Note: The samples are formatted for readability. Newlines and indentation are added. The actual return string is delimited by spaces.

EMMA format result

Notice in this example that the caller has provided in one shot all of the information needed to process a bill payment: amount, date, payee, and account.

System	Thank you for calling, how can I help you?
Caller	Pay thirty dollars to my Visa from checking on February 1, 2018.
System	Thanks, we'll pay ... ... <VISA> ... ... $<30.00> ... ... from account ... ... <123412341234> ... ... on ... ... <20180201>.

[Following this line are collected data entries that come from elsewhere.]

//! Buffer consumer: view state, frequency estimate and spectrum
//!
//! [`SignalAnalyzer`] is the listener at the end of the pipeline. For every
//! buffer it:
//! - keeps a copy in its [`SignalBufferState`] for display
//! - estimates the frequency from the raw samples (zero crossings)
//! - optionally computes the magnitude spectrum of a windowed copy
//!
//! # Example
//!
//! ```
//! use std::cell::RefCell;
//! use std::rc::Rc;
//! use wavegraph_dsp::analysis::SignalAnalyzer;
//! use wavegraph_dsp::input::generator::{SignalGenerator, Waveform};
//! use wavegraph_dsp::input::Input;
//! use wavegraph_dsp::GraphConfig;
//!
//! let config = GraphConfig { sample_rate: 8000, block_size: 1000, ..GraphConfig::default() };
//! let analyzer = Rc::new(RefCell::new(SignalAnalyzer::new(&config)?));
//!
//! let mut generator = SignalGenerator::new(8000, 1000, Waveform::Square, 40.0)?;
//! generator.add_input_listener(analyzer.clone())?;
//! generator.initialise()?;
//! generator.start()?;
//! generator.generate()?;
//!
//! assert_eq!(analyzer.borrow().latest().map(|a| a.frequency_hz), Some(80));
//! # Ok::<(), wavegraph_dsp::GraphError>(())
//! ```

pub mod result;

use crate::config::GraphConfig;
use crate::error::GraphError;
use crate::features::frequency::AverageFrequency;
use crate::features::spectrum::{bin_frequency, magnitude_spectrum, peak_bin};
use crate::features::window::Window;
use crate::input::InputListener;
use crate::signal::SignalBufferState;
use result::BufferAnalysis;

/// Listener that analyses every buffer it receives
#[derive(Debug, Clone)]
pub struct SignalAnalyzer {
    state: SignalBufferState,
    window: Option<Window>,
    frequency: AverageFrequency,
    compute_spectrum: bool,
    spectrum: Vec<f32>,
    latest: Option<BufferAnalysis>,
    buffers_analyzed: u64,
}

impl SignalAnalyzer {
    /// Create an analyzer from a configuration
    ///
    /// # Errors
    ///
    /// Returns `InvalidInput` if the configuration does not validate.
    pub fn new(config: &GraphConfig) -> Result<Self, GraphError> {
        config.validate()?;
        log::debug!(
            "Creating analyzer: {} Hz, window={:?}, threshold={}, spectrum={}",
            config.sample_rate,
            config.window,
            config.crossing_threshold,
            config.compute_spectrum
        );

        Ok(Self {
            state: SignalBufferState::new(),
            window: config.window,
            frequency: AverageFrequency::new(config.sample_rate)
                .with_threshold(config.crossing_threshold),
            compute_spectrum: config.compute_spectrum,
            spectrum: Vec::new(),
            latest: None,
            buffers_analyzed: 0,
        })
    }

    /// Buffer and view state
    pub fn state(&self) -> &SignalBufferState {
        &self.state
    }

    /// Mutable buffer and view state (zoom, offset)
    pub fn state_mut(&mut self) -> &mut SignalBufferState {
        &mut self.state
    }

    /// Window applied before the spectrum
    pub fn window(&self) -> Option<Window> {
        self.window
    }

    /// Change the spectrum window; applies from the next buffer
    pub fn set_window(&mut self, window: Option<Window>) {
        log::debug!("Analyzer window {:?} -> {:?}", self.window, window);
        self.window = window;
    }

    /// Sample rate used for frequency estimates
    pub fn sample_rate(&self) -> u32 {
        self.frequency.sample_rate()
    }

    /// Follow a sample-rate change of the input
    ///
    /// # Errors
    ///
    /// Returns `InvalidInput` for a zero rate; the current rate is kept.
    pub fn set_sample_rate(&mut self, sample_rate: u32) -> Result<(), GraphError> {
        if sample_rate == 0 {
            return Err(GraphError::InvalidInput(
                "Sample rate must be > 0".to_string(),
            ));
        }
        self.frequency.set_sample_rate(sample_rate);
        Ok(())
    }

    /// Frequency estimator and its last estimate
    pub fn frequency(&self) -> &AverageFrequency {
        &self.frequency
    }

    /// Magnitude spectrum of the last analysed buffer (empty if disabled)
    pub fn spectrum(&self) -> &[f32] {
        &self.spectrum
    }

    /// Result for the last analysed buffer
    pub fn latest(&self) -> Option<&BufferAnalysis> {
        self.latest.as_ref()
    }

    /// Number of buffers analysed so far
    pub fn buffers_analyzed(&self) -> u64 {
        self.buffers_analyzed
    }

    /// Analyse one buffer
    ///
    /// Degenerate buffers do not fail: the previous frequency estimate is
    /// carried forward and flagged in the result.
    pub fn analyze(&mut self, buffer: &[f32]) -> BufferAnalysis {
        let (frequency_hz, frequency_is_fallback) = match self.frequency.calculate(buffer) {
            Ok(frequency) => (frequency, false),
            Err(e) => {
                log::warn!(
                    "{}; reporting previous estimate of {} Hz",
                    e,
                    self.frequency.last_frequency()
                );
                (self.frequency.last_frequency(), true)
            }
        };

        self.spectrum.clear();
        let mut peak_frequency_hz = None;
        if self.compute_spectrum {
            match magnitude_spectrum(buffer, self.window) {
                Ok(spectrum) => {
                    peak_frequency_hz = peak_bin(&spectrum)
                        .map(|bin| bin_frequency(bin, buffer.len(), self.sample_rate()));
                    self.spectrum = spectrum;
                }
                Err(e) => log::warn!("Skipping spectrum: {}", e),
            }
        }

        let (minimum, maximum) = buffer
            .iter()
            .fold((f32::INFINITY, f32::NEG_INFINITY), |(lo, hi), &s| {
                (lo.min(s), hi.max(s))
            });
        let (minimum, maximum) = if buffer.is_empty() {
            (0.0, 0.0)
        } else {
            (minimum, maximum)
        };

        let analysis = BufferAnalysis {
            block_size: buffer.len(),
            frequency_hz,
            frequency_is_fallback,
            peak_frequency_hz,
            window: self.window,
            minimum,
            maximum,
        };
        self.buffers_analyzed += 1;
        self.latest = Some(analysis.clone());
        analysis
    }
}

impl InputListener for SignalAnalyzer {
    fn on_block_size_changed(&mut self, block_size: usize) {
        log::debug!("Analyzer block size -> {}", block_size);
        self.state.on_block_size_changed(block_size);
        self.spectrum.clear();
        self.latest = None;
    }

    fn on_buffer_updated(&mut self, buffer: &[f32]) {
        self.state.on_buffer_updated(buffer);
        // The state rejects buffers that do not match the announced size
        if self.state.buffer().len() != buffer.len() {
            return;
        }
        self.analyze(buffer);
    }

    fn on_removed(&mut self) {
        self.state.on_removed();
        self.spectrum.clear();
    }
}

#[cfg(test)]
mod tests {
    use super::*;

    fn config(sample_rate: u32) -> GraphConfig {
        GraphConfig {
            sample_rate,
            block_size: 800,
            ..GraphConfig::default()
        }
    }

    fn square(n: usize, half_period: usize) -> Vec<f32> {
        (0..n)
            .map(|i| if (i / half_period) % 2 == 0 { 1.0 } else { 0.0 })
            .collect()
    }

    #[test]
    fn test_rejects_invalid_config() {
        let bad = GraphConfig {
            block_size: 0,
            ..GraphConfig::default()
        };
        assert!(SignalAnalyzer::new(&bad).is_err());
    }

    #[test]
    fn test_analyze_square_wave() {
        let mut analyzer = SignalAnalyzer::new(&config(8000)).unwrap();
        let analysis = analyzer.analyze(&square(800, 100));

        assert_eq!(analysis.frequency_hz, 80);
        assert!(!analysis.frequency_is_fallback);
        assert_eq!(analysis.block_size, 800);
        assert_eq!(analysis.window, Some(Window::Hann));
        assert_eq!(analysis.peak_to_peak(), 1.0);
        // 40 Hz fundamental: 4 cycles in 800 samples, bin 4 at 10 Hz spacing
        assert_eq!(analysis.peak_frequency_hz, Some(40.0));
        assert_eq!(analyzer.spectrum().len(), 401);
    }

    #[test]
    fn test_degenerate_buffer_carries_estimate() {
        let mut analyzer = SignalAnalyzer::new(&config(8000)).unwrap();
        analyzer.analyze(&square(800, 100));

        let analysis = analyzer.analyze(&vec![0.2; 800]);
        assert_eq!(analysis.frequency_hz, 80);
        assert!(analysis.frequency_is_fallback);
        assert_eq!(analyzer.buffers_analyzed(), 2);
    }

    #[test]
    fn test_spectrum_disabled() {
        let mut analyzer = SignalAnalyzer::new(&GraphConfig {
            compute_spectrum: false,
            ..config(8000)
        })
        .unwrap();
        let analysis = analyzer.analyze(&square(800, 100));
        assert!(analysis.peak_frequency_hz.is_none());
        assert!(analyzer.spectrum().is_empty());
    }

    #[test]
    fn test_listener_callbacks() {
        let mut analyzer = SignalAnalyzer::new(&config(8000)).unwrap();
        analyzer.on_block_size_changed(800);
        analyzer.on_buffer_updated(&square(800, 100));
        assert_eq!(analyzer.state().buffer().len(), 800);
        assert_eq!(analyzer.latest().unwrap().frequency_hz, 80);

        // Wrong length: ignored, nothing analysed
        analyzer.on_buffer_updated(&square(400, 100));
        assert_eq!(analyzer.buffers_analyzed(), 1);

        analyzer.on_block_size_changed(400);
        assert!(analyzer.latest().is_none());
        assert!(analyzer.spectrum().is_empty());

        analyzer.on_removed();
        assert!(analyzer.state().buffer().is_empty());
    }

    #[test]
    fn test_sample_rate_change() {
        let mut analyzer = SignalAnalyzer::new(&config(8000)).unwrap();
        assert!(analyzer.set_sample_rate(0).is_err());
        assert_eq!(analyzer.sample_rate(), 8000);

        analyzer.set_sample_rate(16000).unwrap();
        assert_eq!(analyzer.analyze(&square(800, 100)).frequency_hz, 160);
    }
}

<?xml version="1.0" encoding="UTF-8"?>
<emma:emma xmlns:emma="http://www.w3.org/TR/2007/CR-emma-20071211" xmlns:nuance="http://nr11.nuance.com/emma" version="1.0">

   <emma:grammar id="grammar_1" ref="session:33411-PayBill_NR11-2018-02-07-eng-USA-20180207-160436" />

   <emma:one-of id="nbest" emma:disjunction-type="recognition">

      <emma:interpretation id="interp_1" emma:confidence="0.99" emma:grammar-ref="grammar_1"
       emma:tokens="Pay thirty dollars to my visa from checking on February first two thousand
            eighteen"
       emma:mode="voice">

         <INTENT>BILL_PAY</INTENT>

         <AMOUNT conf="1">30.00</AMOUNT>

         <PAYEE conf="1">VISA</PAYEE>

         <FROM_ACCOUNT conf="1">123412341234</FROM_ACCOUNT>

         <DATE conf="1">20180201</DATE>

         <SWI_literal>

           Pay thirty dollars to my visa from checking on February first two thousand eighteen

         </SWI_literal>

         <SWI_spoken>Pay thirty dollars to my visa from checking on February first two thousand eighteen</SWI_spoken>

         <SWI_meaning>{"DATE":"20180201","AMOUNT":"30.00","INTENT":"BILL_PAY",
           "FROM_ACCOUNT":"123412341234","PAYEE":"VISA"}

         </SWI_meaning>

      </emma:interpretation>

      <emma:interpretation id="interp_2" emma:confidence="0.0" emma:grammar-ref="grammar_1"
       emma:tokens="Pay thirty dollars to my visa from checking on February first two thousand
            eighteen"
       emma:mode="voice">

         <INTENT>NO_INTENT</INTENT>

         <AMOUNT conf="1">30.00</AMOUNT>

         <PAYEE conf="1">VISA</PAYEE>

         <FROM_ACCOUNT conf="1">123412341234</FROM_ACCOUNT>

         <DATE conf="1">20180201</DATE>

         <SWI_literal>

           Pay thirty dollars to my visa from checking on February first two thousand eighteen

         </SWI_literal>

         <SWI_spoken>

          Pay thirty dollars to my visa from checking on February first two thousand eighteen

         </SWI_spoken>

         <SWI_meaning>{"DATE":"20180201","AMOUNT":"30.00","INTENT":"NO_INTENT",
           "FROM_ACCOUNT":"123412341234","PAYEE":"VISA"}

         </SWI_meaning>

      </emma:interpretation>

   </emma:one-of>